2.3 Correct nomenclature

Step 1:

Ensure that the Condition nomenclature is identical in both data sets. If the output is TRUE for all conditions, continue to step 2.

unique(msstats_data[["LiP"]]$Condition)%in%unique(msstats_data[["TrP"]]$Condition)
## [1] TRUE TRUE TRUE TRUE

To correct the condition nomenclature, display the condition for both data sets.

paste("LiP Condition nomenclature:", unique(msstats_data[["LiP"]]$Condition), ",",
      "TrP Condition nomenclature:",unique(msstats_data[["TrP"]]$Condition))
## [1] "LiP Condition nomenclature: F1 , TrP Condition nomenclature: F2"
## [2] "LiP Condition nomenclature: M1 , TrP Condition nomenclature: M2"
## [3] "LiP Condition nomenclature: M2 , TrP Condition nomenclature: M1"
## [4] "LiP Condition nomenclature: F2 , TrP Condition nomenclature: F1"

If necessary, un-comment following lines to correct the condition nomenclature in either of the data sets. E.g. change the nomenclature of the TrP samples from Cond1 to cond1.

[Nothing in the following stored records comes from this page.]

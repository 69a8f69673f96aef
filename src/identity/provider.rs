use std::collections::HashMap;
use std::sync::atomic::{AtomicUsize, Ordering};
use std::sync::Arc;

use async_trait::async_trait;
use base64::Engine;
use chrono::{Duration, Utc};
use parking_lot::{Mutex, RwLock};
use tokio::sync::{broadcast, Notify};
use tracing::debug;

use super::principal::Identity;
use super::session::Session;
use crate::error::{AuthError, AuthResult};

/// Provider-driven change to the signed-in state, delivered in emission order.
#[derive(Debug, Clone, PartialEq, Eq)]
pub enum AuthChange {
    SignedIn(Session),
    SignedOut,
    TokenRefreshed(Session),
}

impl AuthChange {
    pub fn session(&self) -> Option<&Session> {
        match self {
            AuthChange::SignedIn(s) | AuthChange::TokenRefreshed(s) => Some(s),
            AuthChange::SignedOut => None,
        }
    }

    pub fn kind(&self) -> &'static str {
        match self {
            AuthChange::SignedIn(_) => "signed_in",
            AuthChange::SignedOut => "signed_out",
            AuthChange::TokenRefreshed(_) => "token_refreshed",
        }
    }
}

pub const AUTH_EVENT_CAPACITY: usize = 64;

/// External identity service. Implementations own their own copy of the session
/// (persisted or in memory) and broadcast every change they make.
#[async_trait]
pub trait IdentityProvider: Send + Sync {
    /// Any session persisted from an earlier run.
    async fn get_session(&self) -> AuthResult<Option<Session>>;
    /// The session the provider holds right now, without I/O.
    fn current_session(&self) -> Option<Session>;
    /// Receiver for every later change; dropping it unsubscribes.
    fn subscribe(&self) -> broadcast::Receiver<AuthChange>;
    async fn sign_in_with_password(&self, email: &str, password: &str) -> AuthResult<Session>;
    async fn sign_out(&self) -> AuthResult<()>;
}

/// Opaque bearer token: 32 bytes from the OS RNG, base64url without padding.
pub(crate) fn gen_token() -> AuthResult<String> {
    let mut buf = [0u8; 32];
    getrandom::getrandom(&mut buf).map_err(|e| AuthError::provider(format!("no randomness for session token: {e}")))?;
    Ok(base64::engine::general_purpose::URL_SAFE_NO_PAD.encode(buf))
}

#[derive(Debug, Clone)]
struct Account {
    identity: Identity,
    password: String,
}

#[derive(Default)]
struct FailPoints {
    get_session: Option<AuthError>,
    sign_in: Option<AuthError>,
    sign_out: Option<AuthError>,
}

/// In-process identity provider with a seeded account table. Used for offline runs and
/// for driving the session lifecycle in tests, including scripted failures and
/// provider-initiated events.
pub struct MemoryProvider {
    accounts: RwLock<HashMap<String, Account>>,
    current: RwLock<Option<Session>>,
    fail: Mutex<FailPoints>,
    get_session_gate: Mutex<Option<Arc<Notify>>>,
    get_session_calls: AtomicUsize,
    ttl: Duration,
    tx: broadcast::Sender<AuthChange>,
}

impl Default for MemoryProvider {
    fn default() -> Self { Self::new() }
}

impl MemoryProvider {
    pub fn new() -> Self {
        let (tx, _rx) = broadcast::channel(AUTH_EVENT_CAPACITY);
        Self {
            accounts: RwLock::new(HashMap::new()),
            current: RwLock::new(None),
            fail: Mutex::new(FailPoints::default()),
            get_session_gate: Mutex::new(None),
            get_session_calls: AtomicUsize::new(0),
            ttl: Duration::hours(1),
            tx,
        }
    }

    pub fn add_account(&self, email: &str, password: &str) -> Identity {
        let identity = Identity::new(uuid::Uuid::new_v4().to_string(), Some(email.to_string()));
        self.accounts.write().insert(
            email.to_ascii_lowercase(),
            Account { identity: identity.clone(), password: password.to_string() },
        );
        identity
    }

    /// Pretend a session survived from a previous run, without emitting an event.
    pub fn seed_session(&self, email: &str) -> AuthResult<Session> {
        let acct = self.account(email).ok_or_else(|| AuthError::provider(format!("no account for {email}")))?;
        let s = self.issue(&acct.identity)?;
        *self.current.write() = Some(s.clone());
        Ok(s)
    }

    pub fn get_session_calls(&self) -> usize { self.get_session_calls.load(Ordering::SeqCst) }

    pub fn fail_next_get_session(&self, err: AuthError) { self.fail.lock().get_session = Some(err); }
    pub fn fail_next_sign_in(&self, err: AuthError) { self.fail.lock().sign_in = Some(err); }
    pub fn fail_next_sign_out(&self, err: AuthError) { self.fail.lock().sign_out = Some(err); }

    /// Hold the next `get_session` until the returned handle is notified.
    pub fn gate_get_session(&self) -> Arc<Notify> {
        let n = Arc::new(Notify::new());
        *self.get_session_gate.lock() = Some(n.clone());
        n
    }

    /// Provider-initiated sign-in (e.g. another tab), announced on the event stream.
    pub fn push_sign_in(&self, email: &str) -> AuthResult<Session> {
        let acct = self.account(email).ok_or_else(|| AuthError::provider(format!("no account for {email}")))?;
        let s = self.issue(&acct.identity)?;
        *self.current.write() = Some(s.clone());
        self.emit(AuthChange::SignedIn(s.clone()));
        Ok(s)
    }

    /// Provider-side expiry: the session is gone and listeners hear `SignedOut`.
    pub fn expire(&self) {
        *self.current.write() = None;
        self.emit(AuthChange::SignedOut);
    }

    /// Rotate tokens for the current identity.
    pub fn refresh(&self) -> AuthResult<Session> {
        let identity = self.current.read().as_ref().map(|s| s.identity.clone())
            .ok_or_else(|| AuthError::provider("no session to refresh"))?;
        let s = self.issue(&identity)?;
        *self.current.write() = Some(s.clone());
        self.emit(AuthChange::TokenRefreshed(s.clone()));
        Ok(s)
    }

    pub fn emit(&self, change: AuthChange) {
        // No receivers is fine: nobody is listening yet.
        let _ = self.tx.send(change);
    }

    fn account(&self, email: &str) -> Option<Account> {
        self.accounts.read().get(&email.to_ascii_lowercase()).cloned()
    }

    fn issue(&self, identity: &Identity) -> AuthResult<Session> {
        Ok(Session {
            identity: identity.clone(),
            access_token: gen_token()?,
            refresh_token: Some(gen_token()?),
            expires_at: Some(Utc::now() + self.ttl),
        })
    }
}

#[async_trait]
impl IdentityProvider for MemoryProvider {
    async fn get_session(&self) -> AuthResult<Option<Session>> {
        self.get_session_calls.fetch_add(1, Ordering::SeqCst);
        let gate = self.get_session_gate.lock().take();
        if let Some(g) = gate { g.notified().await; }
        if let Some(e) = self.fail.lock().get_session.take() { return Err(e); }
        Ok(self.current.read().clone().filter(|s| !s.is_expired()))
    }

    fn current_session(&self) -> Option<Session> { self.current.read().clone() }

    fn subscribe(&self) -> broadcast::Receiver<AuthChange> { self.tx.subscribe() }

    async fn sign_in_with_password(&self, email: &str, password: &str) -> AuthResult<Session> {
        if let Some(e) = self.fail.lock().sign_in.take() { return Err(e); }
        let acct = match self.account(email) {
            Some(a) if a.password == password => a,
            _ => return Err(AuthError::invalid_credentials("Invalid login credentials")),
        };
        let s = self.issue(&acct.identity)?;
        *self.current.write() = Some(s.clone());
        debug!(target: "dojo::auth", "memory provider issued session for {}", acct.identity.id);
        self.emit(AuthChange::SignedIn(s.clone()));
        Ok(s)
    }

    async fn sign_out(&self) -> AuthResult<()> {
        if let Some(e) = self.fail.lock().sign_out.take() { return Err(e); }
        *self.current.write() = None;
        self.emit(AuthChange::SignedOut);
        Ok(())
    }
}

# msstats_data[["TrP"]] = msstats_data[["TrP"]] %>% 
#   mutate(Condition = case_when(Condition == "Cond1" ~ "cond1",
#                                Condition == "Cond2" ~ "cond2"))

Step 2:

Ensure that BioReplicate nomenclature is correctly annotated (see also MSstats user manual. The BioReplicate needs a unique nomenclature, while the technical replicates can have duplicate numbering. If the replicate nomenclature is correct, proceed to section 2.3.

paste("LiP BioReplicate nomenclature:", unique(msstats_data[["LiP"]]$BioReplicate), ",",
      "TrP BioReplicate nomenclature:",unique(msstats_data[["TrP"]]$BioReplicate))
## [1] "LiP BioReplicate nomenclature: 1 , TrP BioReplicate nomenclature: 1"
## [2] "LiP BioReplicate nomenclature: 2 , TrP BioReplicate nomenclature: 2"
## [3] "LiP BioReplicate nomenclature: 3 , TrP BioReplicate nomenclature: 3"
## [4] "LiP BioReplicate nomenclature: 4 , TrP BioReplicate nomenclature: 4"

Adjust BioReplicate column to correct nomenclature for a Case-control experiment.

msstats_data[["LiP"]] = msstats_data[["LiP"]] %>% 
  mutate(BioReplicate = paste0(Condition,".",BioReplicate))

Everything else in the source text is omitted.